Although Sydney is deemed to be extremely safe for tourists to visit, the general travel advice for Sydney is that you should be aware of pick pockets and thieves that operate on the bustling streets of Sydney. Where possible, you should leave valuable possessions back in your accommodation and do not carry large amounts of cash on you. Be careful if you are sunbathing as thieves have been known to steal from tourists whilst they are in the sea or sleeping on the beach.
Sydney is a popular destination for tourists all over the world and is considered to be one of the friendliest cities. Popular amongst backpackers, the city has lots to offer from the classic sites of the Opera House to the bustling Darling Harbour which is home to an array of restaurants and bars.
The city is perfectly suited and prepared for all tourists, regardless of their purpose and Australian citizens are amongst the most welcoming.
The terror threat against Australia is quite high and it is thought that an attack is probable, however this should not affect your decision to visit Sydney. Providing you remain vigilant and cautious at all times, trips to the city should be little risk.
A lone gunman stormed a café in Sydney in 2014 taking hostage ten customers and eight employees. 2 of the hostages and the gunman were killed in the event, with three others injured. The attack lead to criticism of its handling by the police; many believed that if they had acted earlier the deaths could have been avoided. It is believed that the gunman expressed extremist views and suffered from mental health issues.

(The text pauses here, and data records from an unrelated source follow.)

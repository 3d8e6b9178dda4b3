use axum::{
    extract::Request,
    http::HeaderMap,
    middleware::Next,
    response::Response,
};

use crate::auth::{self, Claims};
use crate::error::ApiError;
use crate::query::{AccessScope, Role};

/// Request-scoped authentication context decoded from the session cookie.
///
/// Injected as an axum Extension by `session_auth`; never stored anywhere
/// process-wide.
#[derive(Clone, Debug)]
pub struct AuthSession {
    pub admin_id: i32,
    pub role: Role,
    pub center_id: Option<i32>,
}

impl AuthSession {
    pub fn scope(&self) -> AccessScope {
        AccessScope::resolve(self.role, self.center_id)
    }
}

impl From<Claims> for AuthSession {
    fn from(claims: Claims) -> Self {
        Self {
            admin_id: claims.sub,
            role: claims.role,
            center_id: claims.center_id,
        }
    }
}

/// Session middleware for every protected API route.
///
/// Missing or invalid sessions get a JSON 401 rather than a login redirect,
/// so browser and API clients see the same denial shape.
pub async fn session_auth(
    headers: HeaderMap,
    mut request: Request,
    next: Next,
) -> Result<Response, ApiError> {
    let claims = claims_from_headers(&headers)?;
    request.extensions_mut().insert(AuthSession::from(claims));
    Ok(next.run(request).await)
}

/// Gate for Admin-only routes (centers and admin-user management).
/// Layered inside `session_auth`, so the extension is always present.
pub async fn require_admin(request: Request, next: Next) -> Result<Response, ApiError> {
    let session = request
        .extensions()
        .get::<AuthSession>()
        .ok_or_else(|| ApiError::unauthorized("Not signed in"))?;

    match session.role {
        Role::Admin => Ok(next.run(request).await),
        Role::CenterAdmin => Err(ApiError::forbidden("Admin access required")),
    }
}

fn claims_from_headers(headers: &HeaderMap) -> Result<Claims, ApiError> {
    let cookie_header = headers
        .get("cookie")
        .and_then(|v| v.to_str().ok())
        .ok_or_else(|| ApiError::unauthorized("Not signed in"))?;

    let token = auth::token_from_cookie_header(cookie_header)
        .ok_or_else(|| ApiError::unauthorized("Not signed in"))?;

    auth::decode_token(&token).map_err(|_| ApiError::unauthorized("Session expired or invalid"))
}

Earlier in the year, an 18-year-old man stabbed two police officers outside a police station after being requested to come in and discuss his behaviour. The man was shot and killed by police and was found to be carrying an Islamic State flag and two knives.

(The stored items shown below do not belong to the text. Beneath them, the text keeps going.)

// HTTP API Error Types
use axum::{http::StatusCode, response::IntoResponse, Json};
use serde_json::{json, Value};

/// HTTP API error with appropriate status codes and client-friendly messages
#[derive(Debug)]
pub enum ApiError {
    // 400 Bad Request
    BadRequest(String),

    // 400 Bad Request - storage unique-constraint conflict surfaced as a
    // domain message (duplicate donor mobile, duplicate username)
    Conflict(String),

    // 401 Unauthorized
    Unauthorized(String),

    // 403 Forbidden
    Forbidden(String),

    // 404 Not Found
    NotFound(String),

    // 500 Internal Server Error
    InternalServerError(String),

    // 503 Service Unavailable
    ServiceUnavailable(String),
}

impl ApiError {
    pub fn status_code(&self) -> u16 {
        match self {
            ApiError::BadRequest(_) => 400,
            ApiError::Conflict(_) => 400,
            ApiError::Unauthorized(_) => 401,
            ApiError::Forbidden(_) => 403,
            ApiError::NotFound(_) => 404,
            ApiError::InternalServerError(_) => 500,
            ApiError::ServiceUnavailable(_) => 503,
        }
    }

    /// Get client-safe error message
    pub fn message(&self) -> &str {
        match self {
            ApiError::BadRequest(msg) => msg,
            ApiError::Conflict(msg) => msg,
            ApiError::Unauthorized(msg) => msg,
            ApiError::Forbidden(msg) => msg,
            ApiError::NotFound(msg) => msg,
            ApiError::InternalServerError(msg) => msg,
            ApiError::ServiceUnavailable(msg) => msg,
        }
    }

    /// Get error code for client handling
    pub fn error_code(&self) -> &'static str {
        match self {
            ApiError::BadRequest(_) => "BAD_REQUEST",
            ApiError::Conflict(_) => "CONFLICT",
            ApiError::Unauthorized(_) => "UNAUTHORIZED",
            ApiError::Forbidden(_) => "FORBIDDEN",
            ApiError::NotFound(_) => "NOT_FOUND",
            ApiError::InternalServerError(_) => "INTERNAL_SERVER_ERROR",
            ApiError::ServiceUnavailable(_) => "SERVICE_UNAVAILABLE",
        }
    }

    pub fn to_json(&self) -> Value {
        json!({
            "error": true,
            "message": self.message(),
            "code": self.error_code()
        })
    }
}

// Static constructor methods
impl ApiError {
    pub fn bad_request(message: impl Into<String>) -> Self {
        ApiError::BadRequest(message.into())
    }

    pub fn conflict(message: impl Into<String>) -> Self {
        ApiError::Conflict(message.into())
    }

    pub fn unauthorized(message: impl Into<String>) -> Self {
        ApiError::Unauthorized(message.into())
    }

    pub fn forbidden(message: impl Into<String>) -> Self {
        ApiError::Forbidden(message.into())
    }

    pub fn not_found(message: impl Into<String>) -> Self {
        ApiError::NotFound(message.into())
    }

    pub fn internal_server_error(message: impl Into<String>) -> Self {
        ApiError::InternalServerError(message.into())
    }

    pub fn service_unavailable(message: impl Into<String>) -> Self {
        ApiError::ServiceUnavailable(message.into())
    }
}

impl From<crate::database::manager::DatabaseError> for ApiError {
    fn from(err: crate::database::manager::DatabaseError) -> Self {
        match err {
            crate::database::manager::DatabaseError::NotFound(msg) => ApiError::not_found(msg),
            crate::database::manager::DatabaseError::ConfigMissing(name) => {
                tracing::error!("Missing configuration: {}", name);
                ApiError::service_unavailable("Database temporarily unavailable")
            }
            crate::database::manager::DatabaseError::QueryError(msg) => {
                // Don't expose internal SQL errors to clients
                tracing::error!("Database query error: {}", msg);
                ApiError::internal_server_error("An error occurred while processing your request")
            }
            crate::database::manager::DatabaseError::Sqlx(sqlx_err) => {
                tracing::error!("SQLx error: {}", sqlx_err);
                ApiError::internal_server_error("Database error occurred")
            }
        }
    }
}

impl From<crate::query::QueryError> for ApiError {
    fn from(err: crate::query::QueryError) -> Self {
        ApiError::bad_request(err.to_string())
    }
}

impl From<crate::export::ExportError> for ApiError {
    fn from(err: crate::export::ExportError) -> Self {
        tracing::error!("Export error: {}", err);
        ApiError::internal_server_error("Failed to render export")
    }
}

impl std::fmt::Display for ApiError {
    fn fmt(&self, f: &mut std::fmt::Formatter<'_>) -> std::fmt::Result {
        write!(f, "{}", self.message())
    }
}

impl std::error::Error for ApiError {}

// Automatic HTTP response conversion for Axum
impl IntoResponse for ApiError {
    fn into_response(self) -> axum::response::Response {
        let status =
            StatusCode::from_u16(self.status_code()).unwrap_or(StatusCode::INTERNAL_SERVER_ERROR);
        (status, Json(self.to_json())).into_response()
    }
}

Some are just outside of the central business district may be a little less safe for tourists such as Kings Cross and Redfern. Remain alert when visiting these areas and do not travel there alone at night, as there are higher levels of violence and alcohol/drug issues.
Travelling around Sydney
Within the heart of Sydney are many tourist attractions, many are walkable or a short journey away located in the central business district. Sydney boasts an excellent train, bus and ferry service to cater for all your needs.

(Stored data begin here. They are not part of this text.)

use axum::http::StatusCode;
use axum::response::IntoResponse;
use axum::Json;
use serde_json::json;

use crate::database::manager::DatabaseManager;
use crate::database::models::admin::{NewAdminUser, ResetPassword};
use crate::database::models::center::NewCenter;
use crate::error::ApiError;
use crate::services::{AdminUserService, CenterService};

// All routes in this module sit behind the Admin-only gate.

/// GET /centers
pub async fn list() -> Result<impl IntoResponse, ApiError> {
    let pool = DatabaseManager::pool().await?;
    let centers = CenterService::new(pool).list().await?;
    Ok(Json(centers))
}

/// POST /centers/create
pub async fn create(Json(input): Json<NewCenter>) -> Result<impl IntoResponse, ApiError> {
    let pool = DatabaseManager::pool().await?;
    let center = CenterService::new(pool).create(input).await?;
    Ok((
        StatusCode::CREATED,
        Json(json!({ "success": true, "data": center })),
    ))
}

/// POST /admin/create-user
pub async fn create_admin(Json(input): Json<NewAdminUser>) -> Result<impl IntoResponse, ApiError> {
    let pool = DatabaseManager::pool().await?;
    let admin = AdminUserService::new(pool).create_center_admin(input).await?;
    Ok((
        StatusCode::CREATED,
        Json(json!({ "success": true, "data": admin })),
    ))
}

/// GET /admin/list
pub async fn list_admins() -> Result<impl IntoResponse, ApiError> {
    let pool = DatabaseManager::pool().await?;
    let admins = AdminUserService::new(pool).list_center_admins().await?;
    Ok(Json(admins))
}

/// POST /admin/reset-password
pub async fn reset_password(
    Json(input): Json<ResetPassword>,
) -> Result<impl IntoResponse, ApiError> {
    let pool = DatabaseManager::pool().await?;
    AdminUserService::new(pool).reset_password(input).await?;
    Ok(Json(json!({ "success": true })))
}
use chrono::NaiveDate;
use rust_decimal::Decimal;
use serde::Serialize;
use sqlx::FromRow;

/// One donation joined with its donor and issuing center, looked up by the
/// (receipt number, donor mobile) pair. Knowledge of both values is the
/// access credential for the public receipt endpoints.
#[derive(Debug, Clone, Serialize, FromRow)]
pub struct ReceiptRecord {
    pub receipt_number: String,
    pub donation_amount: Decimal,
    pub donation_date: NaiveDate,
    pub payment_mode: Option<String>,
    pub first_name: String,
    pub last_name: String,
    pub email: Option<String>,
    pub city: Option<String>,
    pub state: Option<String>,
    pub center_legal_name: Option<String>,
    pub center_address: Option<String>,
    pub center_phone: Option<String>,
    pub website: Option<String>,
}
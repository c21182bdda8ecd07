use std::fmt;

use crate::errors::DomainError;
use crate::fallible::utf8_prefix;

/// Short service name as handed to the resolver, e.g. `redis-master`.
///
/// Kubernetes service environment variables are keyed by bare service
/// names, so anything with a domain part can never match and is rejected
/// up front.
#[derive(Debug, Clone, Copy, PartialEq, Eq)]
pub struct LookupName<'a>(&'a str);

impl<'a> LookupName<'a> {
    pub fn parse(name: &'a str) -> Result<Self, DomainError> {
        if name.contains('.') {
            return Err(DomainError::carrying(DomainError::DottedName, name));
        }
        if name.contains('\0') {
            return Err(DomainError::carrying(DomainError::InvalidName, name));
        }
        Ok(Self(name))
    }

    /// Same as [`LookupName::parse`] for raw bytes coming from a C string.
    pub fn from_bytes(bytes: &'a [u8]) -> Result<Self, DomainError> {
        if bytes.contains(&b'.') {
            return Err(DomainError::carrying(
                DomainError::DottedName,
                utf8_prefix(bytes),
            ));
        }
        let name = std::str::from_utf8(bytes)
            .map_err(|_| DomainError::carrying(DomainError::InvalidName, utf8_prefix(bytes)))?;
        Self::parse(name)
    }

    pub fn as_str(&self) -> &'a str {
        self.0
    }
}

impl fmt::Display for LookupName<'_> {
    fn fmt(&self, f: &mut fmt::Formatter<'_>) -> fmt::Result {
        f.write_str(self.0)
    }
}
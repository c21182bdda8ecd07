use nss_kubernetes_domain::{
    DomainError, EnvKeySuffix, LookupName, Protocol, ResolvedPort, ServiceRecord,
};
use std::sync::Arc;
use tracing::{debug, instrument, warn};

use crate::ports::EnvironmentReader;
use crate::services::{EnvironmentKeyResolver, ServiceRecordBuilder};

pub struct ResolveServiceUseCase {
    keys: EnvironmentKeyResolver,
}

impl ResolveServiceUseCase {
    pub fn new(env: Arc<dyn EnvironmentReader>) -> Self {
        Self {
            keys: EnvironmentKeyResolver::new(env),
        }
    }

    /// Resolves `name` through `<NAME>_SERVICE_PORT`. Only `tcp` (or no
    /// protocol at all) is accepted.
    #[instrument(skip(self))]
    pub fn execute(&self, name: &str, protocol: Option<&str>) -> Result<ServiceRecord, DomainError> {
        let name = LookupName::parse(name)?;
        let protocol = Protocol::parse(protocol)?;
        let raw = self.keys.resolve(name, EnvKeySuffix::ServicePort)?;

        let port = ResolvedPort::parse(&raw, protocol).map_err(|e| {
            warn!(name = %name, value = %raw, "Malformed service port value");
            e
        })?;

        debug!(name = %name, port = %port, "Service port resolved");
        ServiceRecordBuilder::build(name.as_str(), port)
    }
}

The popular Bondi beach can be reached by bus and run at 10-minute intervals and the same bus will stop via the train station, which is about 2km from the beach.
Ferries from Circular Quay can transport you to many favoured destinations, including Manly beach and Sydney Olympic Park. These operate frequently between 6am and midnight.
A smartcard system called Opal is in operation in Sydney and is valid for all public transport. You can purchase them for free and top them up to enjoy advantages such as cheaper single journeys, daily charges capped at $15 ($2.50 on Sundays) and free travel after taking any eight journeys in a week. If you are travelling around Sydney a lot it is advised to invest in an Opal card.
Emergency services in Sydney:
Emergency Services Operator: 000
Currency: Australian dollar
Time now in Sydney:
Useful websites for visiting Sydney
Consular information for Sydney
British Consulate General Sydney
Level 16, Gateway Building, 1 Macquarie Place
Sydney NSW 2000
Telephone: +61 2 9247 7521
New Zealand Consulate General
55 Hunter Street
Sydney NSW 2000
Telephone: +61 2 8256 2000
U.S. Consulate in Sydney:
19-29 Martin Place
Telephone: +61 2 9373 9200
Consulate General of the People’s Republic of China
39 Dunblane Street
Telephone: +61 2 8595 8002
Healthcare and Immunisations
You should ensure that your health and travel insurance will cover you for specific activities that you may partake in when visiting Sydney, including skydiving.
Some foreign nationals including British, Irish, Kiwi and Italian citizens are entitled to some subsidised treatment if medical care is necessary. This can include things such as free access to public hospitals and subsidised medicines.
It is still advised that all foreign travellers take out insurance as not everyone is covered by the healthcare arrangement. All visitors will have to pay for services such as transportation in an ambulance which can prove costly. New Zealand citizens are entitled to free healthcare across Australia in a reciprocal health care agreement.
Both pharmacies and hospitals operate around the clock meaning that medical treatment is always available. Pharmacists will be able to provide you with basic medical advice and medication for minor injuries and illnesses, you should visit this before seeking further medical treatment if it is not urgent.